Um also den richtigen Therapeuten zu finden, ist auf jeden Fall ein Vorgespräch zum persönlichen Kennenlernen notwendig. Und auch die sog. „probatorischen Sitzungen“ vor einem Psychotherapieantrag dienen dazu, diese Fragen zu überprüfen.
Dabei ist es wichtig, auf den eigenen Eindruck zu achten:
• Schon beim ersten Anruf: Wie wirkt die Art und die Stimme des Therapeuten auf mich?
• Dann im Gespräch: Nimmt er sich Zeit für mein Anliegen? Antwortet er ausführlich auf meine Fragen?
• Welche Ausbildung hat er? Wo liegt der Schwerpunkt seiner Arbeit?
• Hat er mit meinem Problem Erfahrung?
• Welche Form der Arbeit erwartet mich, und was erwartet der Therapeut von mir? Werden gemeinsam Ziele für die Behandlung formuliert?

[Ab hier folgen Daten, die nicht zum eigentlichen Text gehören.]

//! List and detail derivations. Pure functions over whatever the cache currently holds.

use feruca::Collator;
use std::cmp::Reverse;

use crate::models::{SortOption, Story};

pub const RELATED_LIMIT: usize = 3;

/// Case-insensitive substring match against the title or any tag. An empty query matches.
pub fn matches_query(story: &Story, query: &str) -> bool {
    if query.is_empty() {
        return true;
    }
    let query = query.to_lowercase();
    story.title.to_lowercase().contains(&query)
        || story
            .category
            .iter()
            .any(|tag| tag.to_lowercase().contains(&query))
}

/// Stable sort, so stories with equal keys keep their incoming order. Unparseable dates sort as
/// the oldest.
pub fn sort_stories(stories: &mut [&Story], sort: SortOption) {
    match sort {
        SortOption::Latest => stories.sort_by_cached_key(|s| Reverse(s.published_at())),
        SortOption::Oldest => stories.sort_by_cached_key(|s| s.published_at()),
        // CLDR root collation: accents are secondary, lowercase before uppercase on ties
        SortOption::Alphabetical => {
            let mut collator = Collator::default();
            stories.sort_by(|a, b| collator.collate(a.title.as_str(), b.title.as_str()));
        }
    }
}

/// Stories for the side panel: filtered by `query`, then ordered by `sort`.
pub fn visible_stories<'a>(stories: &'a [Story], query: &str, sort: SortOption) -> Vec<&'a Story> {
    let mut visible: Vec<&Story> = stories
        .iter()
        .filter(|story| matches_query(story, query))
        .collect();
    sort_stories(&mut visible, sort);
    visible
}

/// Up to three other stories sharing at least one exact tag with `current`, in collection order.
pub fn related_stories<'a>(current: &Story, all: &'a [Story]) -> Vec<&'a Story> {
    all.iter()
        .filter(|story| story.id != current.id)
        .filter(|story| story.category.iter().any(|tag| current.category.contains(tag)))
        .take(RELATED_LIMIT)
        .collect()
}

pub fn result_count_label(count: usize) -> String {
    if count == 1 {
        "1 Result".to_string()
    } else {
        format!("{count} Results")
    }
}
#[cfg(test)]
mod tests {
    use super::*;
    use std::sync::atomic::{AtomicUsize, Ordering};
    use std::sync::Barrier;
    use std::thread;

    const LONG: Duration = Duration::from_secs(3600);

    fn status_error(status: u16) -> FetchError {
        FetchError::HttpStatus {
            url: "http://localhost:3001/blogs".to_string(),
            status,
        }
    }

    #[test]
    fn unknown_key_is_idle_and_wants_a_fetch() {
        let cache: QueryCache<u64, String> = QueryCache::new(LONG);
        let snap = cache.snapshot(&1);
        assert_eq!(snap.status, QueryStatus::Idle);
        assert!(snap.needs_fetch());
        assert!(snap.data.is_none());
    }

    #[test]
    fn fresh_value_is_served_without_refetching() {
        let cache = QueryCache::new(LONG);
        let calls = AtomicUsize::new(0);
        let load = || {
            calls.fetch_add(1, Ordering::SeqCst);
            Ok::<_, FetchError>("stories".to_string())
        };

        assert_eq!(cache.fetch(&"all", load).unwrap(), "stories");
        assert_eq!(cache.fetch(&"all", load).unwrap(), "stories");
        assert_eq!(calls.load(Ordering::SeqCst), 1);

        let snap = cache.snapshot(&"all");
        assert_eq!(snap.status, QueryStatus::Fresh);
        assert!(!snap.is_stale);
        assert!(!snap.needs_fetch());
    }

    #[test]
    fn expired_value_is_refetched() {
        let cache = QueryCache::new(Duration::ZERO);
        let calls = AtomicUsize::new(0);
        let load = || Ok::<_, FetchError>(calls.fetch_add(1, Ordering::SeqCst));

        assert_eq!(cache.fetch(&"all", load).unwrap(), 0);
        assert!(cache.snapshot(&"all").needs_fetch());
        assert_eq!(cache.fetch(&"all", load).unwrap(), 1);
    }

    #[test]
    fn invalidation_forces_the_next_read_to_refetch() {
        let cache = QueryCache::new(LONG);
        let calls = AtomicUsize::new(0);
        let load = || Ok::<_, FetchError>(calls.fetch_add(1, Ordering::SeqCst));

        cache.fetch(&"all", load).unwrap();
        cache.invalidate(&"all");

        let snap = cache.snapshot(&"all");
        assert!(snap.is_stale);
        assert_eq!(snap.data, Some(0));

        assert_eq!(cache.fetch(&"all", load).unwrap(), 1);
        assert!(!cache.snapshot(&"all").is_stale);
    }

    #[test]
    fn first_failure_reports_error_without_data() {
        let cache: QueryCache<&str, String> = QueryCache::new(LONG);
        let err = cache.fetch(&"all", || Err(status_error(500))).unwrap_err();
        assert!(matches!(*err, FetchError::HttpStatus { status: 500, .. }));

        let snap = cache.snapshot(&"all");
        assert_eq!(snap.status, QueryStatus::Failed);
        assert!(snap.data.is_none());
        assert!(snap.error.is_some());
        assert!(!snap.needs_fetch());
    }

    #[test]
    fn failed_refetch_keeps_last_good_value() {
        let cache = QueryCache::new(Duration::ZERO);
        cache.fetch(&"all", || Ok::<_, FetchError>(vec![1, 2])).unwrap();
        cache.fetch(&"all", || Err(status_error(503))).unwrap_err();

        let snap = cache.snapshot(&"all");
        assert_eq!(snap.status, QueryStatus::Failed);
        assert_eq!(snap.data, Some(vec![1, 2]));

        // a manual retry recovers
        assert_eq!(cache.fetch(&"all", || Ok(vec![3])).unwrap(), vec![3]);
        let snap = cache.snapshot(&"all");
        assert_eq!(snap.status, QueryStatus::Fresh);
        assert!(snap.error.is_none());
    }

    #[test]
    fn set_data_primes_a_fresh_entry() {
        let cache = QueryCache::new(LONG);
        cache.set_data(7u64, "story".to_string());
        let value = cache
            .fetch(&7, || panic!("primed entry must not be fetched"))
            .unwrap();
        assert_eq!(value, "story");
    }

    #[test]
    fn concurrent_reads_share_one_request() {
        let cache = Arc::new(QueryCache::new(LONG));
        let calls = Arc::new(AtomicUsize::new(0));
        let started = Arc::new(Barrier::new(2));
        let release = Arc::new(Barrier::new(2));

        let leader = {
            let (cache, calls, started, release) =
                (cache.clone(), calls.clone(), started.clone(), release.clone());
            thread::spawn(move || {
                cache.fetch(&"all", || {
                    calls.fetch_add(1, Ordering::SeqCst);
                    started.wait();
                    release.wait();
                    Ok::<_, FetchError>("shared".to_string())
                })
            })
        };

        // the leader is now inside its fetcher with the key marked loading
        started.wait();
        assert!(cache.snapshot(&"all").is_loading());

        let follower = {
            let (cache, calls) = (cache.clone(), calls.clone());
            thread::spawn(move || {
                cache.fetch(&"all", || {
                    calls.fetch_add(1, Ordering::SeqCst);
                    Ok::<_, FetchError>("duplicate".to_string())
                })
            })
        };

        cache.wait_for_joined(1);
        release.wait();
        assert_eq!(leader.join().unwrap().unwrap(), "shared");
        assert_eq!(follower.join().unwrap().unwrap(), "shared");
        assert_eq!(calls.load(Ordering::SeqCst), 1);
    }

    #[test]
    fn waiters_receive_the_shared_failure() {
        let cache: Arc<QueryCache<&str, String>> = Arc::new(QueryCache::new(LONG));
        let started = Arc::new(Barrier::new(2));
        let release = Arc::new(Barrier::new(2));

        let leader = {
            let (cache, started, release) = (cache.clone(), started.clone(), release.clone());
            thread::spawn(move || {
                cache.fetch(&"all", || {
                    started.wait();
                    release.wait();
                    Err(status_error(502))
                })
            })
        };

        started.wait();
        let followers: Vec<_> = (0..2)
            .map(|_| {
                let cache = cache.clone();
                thread::spawn(move || cache.fetch(&"all", || Ok("late".to_string())))
            })
            .collect();

        cache.wait_for_joined(2);
        release.wait();
        let leader_err = leader.join().unwrap().unwrap_err();
        for follower in followers {
            let err = follower.join().unwrap().unwrap_err();
            assert!(Arc::ptr_eq(&err, &leader_err));
        }
        assert_eq!(cache.snapshot(&"all").status, QueryStatus::Failed);
    }

    #[test]
    fn begin_marks_loading_until_the_fetch_settles() {
        let cache: QueryCache<&str, u32> = QueryCache::new(LONG);
        assert!(cache.begin(&"all"));
        assert!(cache.snapshot(&"all").is_loading());
        // a frame drawn before the worker starts must not queue another fetch
        assert!(!cache.begin(&"all"));

        assert_eq!(cache.fetch(&"all", || Ok(4)).unwrap(), 4);
        assert_eq!(cache.snapshot(&"all").status, QueryStatus::Fresh);
        assert!(!cache.begin(&"all"));
    }

    #[test]
    fn begin_allows_an_explicit_retry_after_failure() {
        let cache: QueryCache<&str, u32> = QueryCache::new(LONG);
        assert!(cache.begin(&"all"));
        cache.fetch(&"all", || Err(status_error(500))).unwrap_err();

        let snap = cache.snapshot(&"all");
        assert_eq!(snap.status, QueryStatus::Failed);
        assert!(!snap.needs_fetch());

        assert!(cache.begin(&"all"));
        assert_eq!(cache.fetch(&"all", || Ok(1)).unwrap(), 1);
    }

    #[test]
    fn different_keys_do_not_block_each_other() {
        let cache = Arc::new(QueryCache::new(LONG));
        let started = Arc::new(Barrier::new(2));
        let release = Arc::new(Barrier::new(2));

        let slow = {
            let (cache, started, release) = (cache.clone(), started.clone(), release.clone());
            thread::spawn(move || {
                cache.fetch(&1u64, || {
                    started.wait();
                    release.wait();
                    Ok::<_, FetchError>("slow")
                })
            })
        };

        started.wait();
        assert_eq!(cache.fetch(&2u64, || Ok("fast")).unwrap(), "fast");
        release.wait();
        assert_eq!(slow.join().unwrap().unwrap(), "slow");
    }
}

• Wie lange dauert voraussichtlich die Therapie?
• Die ersten Stunden prüfen: Wie geht der Therapeut mit mir um? Fühle ich mich angenommen oder von ihm bedrängt? Wie reagiert er auf eventuelles Unwohlsein?
Dann kommt aber noch eines dazu: es sollte auch in absehbarer Zeit eine Erleichterung der seelischen Probleme und erste Ansätze von Veränderung sichtbar sein.
Abgesehen von einer psychoanalytischen Langzeittherapie, die auf Jahre angelegt ist, dauert eine psychotherapeutische Behandlung – je nach Schwere der Störung und dem methodischen Ansatz – durchschnittlich zwischen 20 und 100 Stunden.
Wenn daher nach 10 – 20 Sitzungen keine erste Erleichterung und keine Veränderung erkennbar ist, sollte man zumindest in Frage stellen, ob dies wirklich der richtige Therapeut und die angemessene Behandlung ist.
Wenn während einer Behandlung Fragen, Irritationen oder Unsicherheiten auftreten, sollte es möglich sein, mit dem Behandler offen darüber zu sprechen und von ihm darin auch ernst genommen zu werden.
Unter diesen Bedingungen – wenn Sie einen guten menschlichen Kontakt zu Ihrem Psychotherapeuten herstellen können und seine Arbeitsweise Sie anspricht, herausfordert und motiviert, wird eine Psychotherapie mit großer Wahrscheinlichkeit dazu führen, dass sich Ihre emotionalen Probleme deutlich bessern oder sogar auflösen und diese Veränderungen auch stabil bleiben.